◆ **WORK REQUEST**: Reproduce the opening lines of the records exactly, please, stopping after the line that contains "ao vivo, logout...).".
[Opening RECORDS TO USE section]
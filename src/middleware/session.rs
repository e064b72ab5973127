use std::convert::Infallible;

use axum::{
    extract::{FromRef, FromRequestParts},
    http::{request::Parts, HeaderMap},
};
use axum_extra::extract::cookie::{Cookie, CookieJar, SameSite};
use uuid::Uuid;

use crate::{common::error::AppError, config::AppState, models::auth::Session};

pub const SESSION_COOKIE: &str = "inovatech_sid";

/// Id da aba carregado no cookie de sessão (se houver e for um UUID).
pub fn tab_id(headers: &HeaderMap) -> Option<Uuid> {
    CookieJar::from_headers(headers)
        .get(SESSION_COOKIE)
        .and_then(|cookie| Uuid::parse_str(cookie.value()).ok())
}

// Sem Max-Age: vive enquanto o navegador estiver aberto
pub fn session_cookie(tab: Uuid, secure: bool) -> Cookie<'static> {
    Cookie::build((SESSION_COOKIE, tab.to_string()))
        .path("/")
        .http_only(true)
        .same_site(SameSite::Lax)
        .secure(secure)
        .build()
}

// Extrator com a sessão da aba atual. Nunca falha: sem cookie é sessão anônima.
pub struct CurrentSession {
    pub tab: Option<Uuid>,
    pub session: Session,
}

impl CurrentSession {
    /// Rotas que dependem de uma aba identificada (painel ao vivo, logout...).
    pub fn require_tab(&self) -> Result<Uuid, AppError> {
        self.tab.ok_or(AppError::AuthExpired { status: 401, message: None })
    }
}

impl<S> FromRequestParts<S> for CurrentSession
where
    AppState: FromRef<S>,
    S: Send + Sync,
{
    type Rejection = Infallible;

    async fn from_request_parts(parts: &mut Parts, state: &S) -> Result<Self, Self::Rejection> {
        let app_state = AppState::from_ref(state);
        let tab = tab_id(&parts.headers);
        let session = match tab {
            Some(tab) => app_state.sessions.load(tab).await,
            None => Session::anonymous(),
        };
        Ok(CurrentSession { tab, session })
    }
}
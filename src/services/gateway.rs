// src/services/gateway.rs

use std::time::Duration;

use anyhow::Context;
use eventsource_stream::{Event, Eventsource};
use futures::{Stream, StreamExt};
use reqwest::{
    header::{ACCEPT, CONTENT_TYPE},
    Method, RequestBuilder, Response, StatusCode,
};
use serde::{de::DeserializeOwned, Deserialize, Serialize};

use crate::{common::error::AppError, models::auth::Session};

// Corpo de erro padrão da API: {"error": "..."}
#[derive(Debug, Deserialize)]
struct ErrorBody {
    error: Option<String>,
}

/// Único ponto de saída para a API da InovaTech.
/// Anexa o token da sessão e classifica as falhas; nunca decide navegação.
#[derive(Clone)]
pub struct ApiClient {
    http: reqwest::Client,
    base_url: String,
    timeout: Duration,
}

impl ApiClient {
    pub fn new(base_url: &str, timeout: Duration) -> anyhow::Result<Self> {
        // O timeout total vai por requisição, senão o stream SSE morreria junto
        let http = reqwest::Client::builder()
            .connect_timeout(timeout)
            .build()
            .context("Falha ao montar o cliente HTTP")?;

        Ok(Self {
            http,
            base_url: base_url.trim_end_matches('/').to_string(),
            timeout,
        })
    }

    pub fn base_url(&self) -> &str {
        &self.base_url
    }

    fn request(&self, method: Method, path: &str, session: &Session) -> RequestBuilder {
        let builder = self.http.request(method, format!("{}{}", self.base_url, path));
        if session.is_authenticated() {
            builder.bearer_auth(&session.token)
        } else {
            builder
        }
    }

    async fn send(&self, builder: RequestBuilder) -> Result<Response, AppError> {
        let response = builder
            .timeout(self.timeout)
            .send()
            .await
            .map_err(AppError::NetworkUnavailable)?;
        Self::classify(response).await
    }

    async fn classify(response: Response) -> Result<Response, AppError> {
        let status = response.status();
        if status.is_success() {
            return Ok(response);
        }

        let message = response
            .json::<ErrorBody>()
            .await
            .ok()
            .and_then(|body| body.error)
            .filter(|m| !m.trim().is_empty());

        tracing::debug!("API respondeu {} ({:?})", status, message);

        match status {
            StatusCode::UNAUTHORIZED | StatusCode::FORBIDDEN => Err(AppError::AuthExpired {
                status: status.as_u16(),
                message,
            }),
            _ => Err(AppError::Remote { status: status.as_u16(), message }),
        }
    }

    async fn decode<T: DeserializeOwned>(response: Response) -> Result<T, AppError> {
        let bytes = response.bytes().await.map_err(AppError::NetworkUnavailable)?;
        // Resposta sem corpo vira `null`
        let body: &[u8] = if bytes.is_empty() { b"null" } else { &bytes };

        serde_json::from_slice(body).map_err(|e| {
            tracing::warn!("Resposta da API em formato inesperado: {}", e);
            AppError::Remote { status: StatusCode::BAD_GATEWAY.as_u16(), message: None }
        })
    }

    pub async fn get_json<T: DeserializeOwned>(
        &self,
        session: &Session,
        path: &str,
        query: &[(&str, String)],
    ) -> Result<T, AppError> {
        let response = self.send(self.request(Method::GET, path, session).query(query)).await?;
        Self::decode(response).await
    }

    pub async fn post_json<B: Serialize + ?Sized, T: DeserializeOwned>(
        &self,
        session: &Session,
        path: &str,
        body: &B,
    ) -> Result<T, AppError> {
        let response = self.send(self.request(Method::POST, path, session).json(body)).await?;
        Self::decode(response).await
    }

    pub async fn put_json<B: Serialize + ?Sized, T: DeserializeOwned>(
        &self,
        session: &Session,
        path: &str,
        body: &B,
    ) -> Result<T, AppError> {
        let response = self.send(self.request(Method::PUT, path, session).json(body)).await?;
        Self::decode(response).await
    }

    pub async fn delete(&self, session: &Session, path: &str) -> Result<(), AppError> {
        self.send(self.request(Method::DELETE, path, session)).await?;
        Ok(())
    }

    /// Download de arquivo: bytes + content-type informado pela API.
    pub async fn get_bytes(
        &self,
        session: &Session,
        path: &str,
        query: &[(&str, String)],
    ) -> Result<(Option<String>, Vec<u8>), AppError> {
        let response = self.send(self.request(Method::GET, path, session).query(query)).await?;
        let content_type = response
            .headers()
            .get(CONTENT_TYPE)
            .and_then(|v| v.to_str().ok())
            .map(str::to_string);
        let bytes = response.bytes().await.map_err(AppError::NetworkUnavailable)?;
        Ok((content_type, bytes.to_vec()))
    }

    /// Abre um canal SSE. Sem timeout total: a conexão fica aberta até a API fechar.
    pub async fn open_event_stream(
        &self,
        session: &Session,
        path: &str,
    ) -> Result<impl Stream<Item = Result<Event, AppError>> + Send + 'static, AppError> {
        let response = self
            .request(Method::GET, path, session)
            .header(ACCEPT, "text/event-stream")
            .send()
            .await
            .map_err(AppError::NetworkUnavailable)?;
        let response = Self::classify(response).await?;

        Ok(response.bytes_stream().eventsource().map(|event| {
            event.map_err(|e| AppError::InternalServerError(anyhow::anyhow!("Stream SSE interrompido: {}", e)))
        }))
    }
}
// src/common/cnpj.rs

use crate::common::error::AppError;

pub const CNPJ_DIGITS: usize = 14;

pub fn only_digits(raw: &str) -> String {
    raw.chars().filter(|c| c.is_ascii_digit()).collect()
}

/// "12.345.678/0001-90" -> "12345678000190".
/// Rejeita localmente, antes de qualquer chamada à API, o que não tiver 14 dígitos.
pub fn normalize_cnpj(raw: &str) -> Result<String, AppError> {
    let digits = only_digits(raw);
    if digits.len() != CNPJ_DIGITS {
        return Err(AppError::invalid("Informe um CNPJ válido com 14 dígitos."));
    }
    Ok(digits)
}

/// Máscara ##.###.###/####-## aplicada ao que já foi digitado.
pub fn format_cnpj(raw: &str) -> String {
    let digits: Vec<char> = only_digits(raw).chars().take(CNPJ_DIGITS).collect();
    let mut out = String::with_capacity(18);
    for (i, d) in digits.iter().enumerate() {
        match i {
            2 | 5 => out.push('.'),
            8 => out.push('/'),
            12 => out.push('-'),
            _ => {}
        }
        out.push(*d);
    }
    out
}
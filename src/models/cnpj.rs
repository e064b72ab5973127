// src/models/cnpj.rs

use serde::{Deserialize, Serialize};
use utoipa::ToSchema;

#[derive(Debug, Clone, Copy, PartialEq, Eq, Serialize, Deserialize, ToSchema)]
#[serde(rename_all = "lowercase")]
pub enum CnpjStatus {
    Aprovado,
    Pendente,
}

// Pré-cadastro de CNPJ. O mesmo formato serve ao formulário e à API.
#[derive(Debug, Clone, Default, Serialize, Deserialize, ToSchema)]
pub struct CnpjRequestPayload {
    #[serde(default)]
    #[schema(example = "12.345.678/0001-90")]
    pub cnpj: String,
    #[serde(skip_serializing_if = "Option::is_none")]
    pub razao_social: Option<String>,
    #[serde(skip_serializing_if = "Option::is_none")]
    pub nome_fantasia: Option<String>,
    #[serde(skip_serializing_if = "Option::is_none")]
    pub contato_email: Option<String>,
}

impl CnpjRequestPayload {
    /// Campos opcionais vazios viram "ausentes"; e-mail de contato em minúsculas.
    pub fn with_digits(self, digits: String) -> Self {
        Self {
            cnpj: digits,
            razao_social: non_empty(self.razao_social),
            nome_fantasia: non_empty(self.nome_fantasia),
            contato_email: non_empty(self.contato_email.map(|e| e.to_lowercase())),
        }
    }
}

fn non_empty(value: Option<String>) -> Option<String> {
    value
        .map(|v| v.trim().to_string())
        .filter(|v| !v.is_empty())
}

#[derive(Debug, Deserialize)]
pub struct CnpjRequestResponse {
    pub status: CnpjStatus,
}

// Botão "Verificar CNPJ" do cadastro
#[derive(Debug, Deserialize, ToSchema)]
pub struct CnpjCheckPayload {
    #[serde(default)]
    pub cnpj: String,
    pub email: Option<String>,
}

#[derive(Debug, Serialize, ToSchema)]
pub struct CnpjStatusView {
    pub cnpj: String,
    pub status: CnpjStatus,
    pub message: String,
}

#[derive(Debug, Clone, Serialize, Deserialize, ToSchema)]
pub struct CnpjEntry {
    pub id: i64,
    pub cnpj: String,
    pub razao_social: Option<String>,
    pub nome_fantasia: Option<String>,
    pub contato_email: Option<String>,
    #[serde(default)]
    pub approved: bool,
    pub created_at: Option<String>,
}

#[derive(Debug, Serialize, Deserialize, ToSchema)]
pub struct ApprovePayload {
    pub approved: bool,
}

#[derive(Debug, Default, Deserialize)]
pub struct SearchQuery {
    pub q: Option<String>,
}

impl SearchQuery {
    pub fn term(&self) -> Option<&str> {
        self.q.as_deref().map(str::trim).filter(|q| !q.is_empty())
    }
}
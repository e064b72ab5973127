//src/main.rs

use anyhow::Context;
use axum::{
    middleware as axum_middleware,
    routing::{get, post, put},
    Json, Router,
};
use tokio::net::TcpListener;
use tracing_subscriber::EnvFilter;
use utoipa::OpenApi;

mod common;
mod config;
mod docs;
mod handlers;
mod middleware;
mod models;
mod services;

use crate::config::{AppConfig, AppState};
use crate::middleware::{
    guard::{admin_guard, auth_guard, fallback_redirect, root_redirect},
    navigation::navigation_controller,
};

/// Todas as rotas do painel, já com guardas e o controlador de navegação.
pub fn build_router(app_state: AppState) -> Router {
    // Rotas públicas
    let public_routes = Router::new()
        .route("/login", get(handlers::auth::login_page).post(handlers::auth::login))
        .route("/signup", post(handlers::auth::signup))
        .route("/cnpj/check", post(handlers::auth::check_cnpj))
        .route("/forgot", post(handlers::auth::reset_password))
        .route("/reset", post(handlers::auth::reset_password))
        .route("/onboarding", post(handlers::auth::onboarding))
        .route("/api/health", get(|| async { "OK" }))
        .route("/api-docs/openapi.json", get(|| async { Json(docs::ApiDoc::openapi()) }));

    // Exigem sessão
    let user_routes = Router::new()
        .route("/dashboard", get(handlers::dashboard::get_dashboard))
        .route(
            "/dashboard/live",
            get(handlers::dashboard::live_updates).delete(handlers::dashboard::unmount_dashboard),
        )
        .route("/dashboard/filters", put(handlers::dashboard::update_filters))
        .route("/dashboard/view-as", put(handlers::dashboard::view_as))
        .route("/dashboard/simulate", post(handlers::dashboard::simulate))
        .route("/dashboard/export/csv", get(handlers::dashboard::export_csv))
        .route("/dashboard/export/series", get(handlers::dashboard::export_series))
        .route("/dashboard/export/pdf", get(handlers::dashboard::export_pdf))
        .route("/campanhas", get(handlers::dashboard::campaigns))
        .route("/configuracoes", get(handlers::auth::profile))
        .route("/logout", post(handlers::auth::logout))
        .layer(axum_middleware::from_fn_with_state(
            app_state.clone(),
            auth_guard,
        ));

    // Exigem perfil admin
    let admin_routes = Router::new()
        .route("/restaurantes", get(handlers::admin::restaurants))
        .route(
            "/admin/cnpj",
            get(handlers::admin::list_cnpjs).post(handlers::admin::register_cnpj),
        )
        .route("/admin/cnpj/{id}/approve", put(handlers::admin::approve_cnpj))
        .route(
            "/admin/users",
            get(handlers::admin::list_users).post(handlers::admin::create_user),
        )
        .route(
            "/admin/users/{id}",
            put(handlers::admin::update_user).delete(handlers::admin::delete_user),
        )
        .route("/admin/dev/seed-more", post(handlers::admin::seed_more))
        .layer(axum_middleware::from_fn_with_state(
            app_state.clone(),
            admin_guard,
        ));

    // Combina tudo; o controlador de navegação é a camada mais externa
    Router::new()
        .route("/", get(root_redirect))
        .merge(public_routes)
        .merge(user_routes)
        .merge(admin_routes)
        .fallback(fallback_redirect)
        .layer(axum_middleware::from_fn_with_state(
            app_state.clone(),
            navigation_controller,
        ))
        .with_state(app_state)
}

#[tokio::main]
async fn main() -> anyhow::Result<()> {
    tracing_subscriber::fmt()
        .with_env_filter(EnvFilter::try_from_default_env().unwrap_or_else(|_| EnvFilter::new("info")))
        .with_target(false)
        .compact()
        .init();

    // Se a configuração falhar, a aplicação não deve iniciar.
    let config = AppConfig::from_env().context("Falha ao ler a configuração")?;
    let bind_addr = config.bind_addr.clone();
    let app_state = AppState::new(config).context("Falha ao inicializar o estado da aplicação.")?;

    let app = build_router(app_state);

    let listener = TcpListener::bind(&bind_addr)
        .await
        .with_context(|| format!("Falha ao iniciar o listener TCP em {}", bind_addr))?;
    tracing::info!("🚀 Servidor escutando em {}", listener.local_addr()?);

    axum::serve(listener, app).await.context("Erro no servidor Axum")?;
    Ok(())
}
[Closing RECORDS TO USE section]
◆ **RESULT BELOW**:
filename src/middleware/session.rs
repository e064b72ab5973127
use std::convert::Infallible;

use axum::{
    extract::{FromRef, FromRequestParts},
    http::{request::Parts, HeaderMap},
};
use axum_extra::extract::cookie::{Cookie, CookieJar, SameSite};
use uuid::Uuid;

use crate::{common::error::AppError, config::AppState, models::auth::Session};

pub const SESSION_COOKIE: &str = "inovatech_sid";

/// Id da aba carregado no cookie de sessão (se houver e for um UUID).
pub fn tab_id(headers: &HeaderMap) -> Option<Uuid> {
    CookieJar::from_headers(headers)
        .get(SESSION_COOKIE)
        .and_then(|cookie| Uuid::parse_str(cookie.value()).ok())
}

// Sem Max-Age: vive enquanto o navegador estiver aberto
pub fn session_cookie(tab: Uuid, secure: bool) -> Cookie<'static> {
    Cookie::build((SESSION_COOKIE, tab.to_string()))
        .path("/")
        .http_only(true)
        .same_site(SameSite::Lax)
        .secure(secure)
        .build()
}

// Extrator com a sessão da aba atual. Nunca falha: sem cookie é sessão anônima.
pub struct CurrentSession {
    pub tab: Option<Uuid>,
    pub session: Session,
}

impl CurrentSession {
    /// Rotas que dependem de uma aba identificada (painel ao vivo, logout...).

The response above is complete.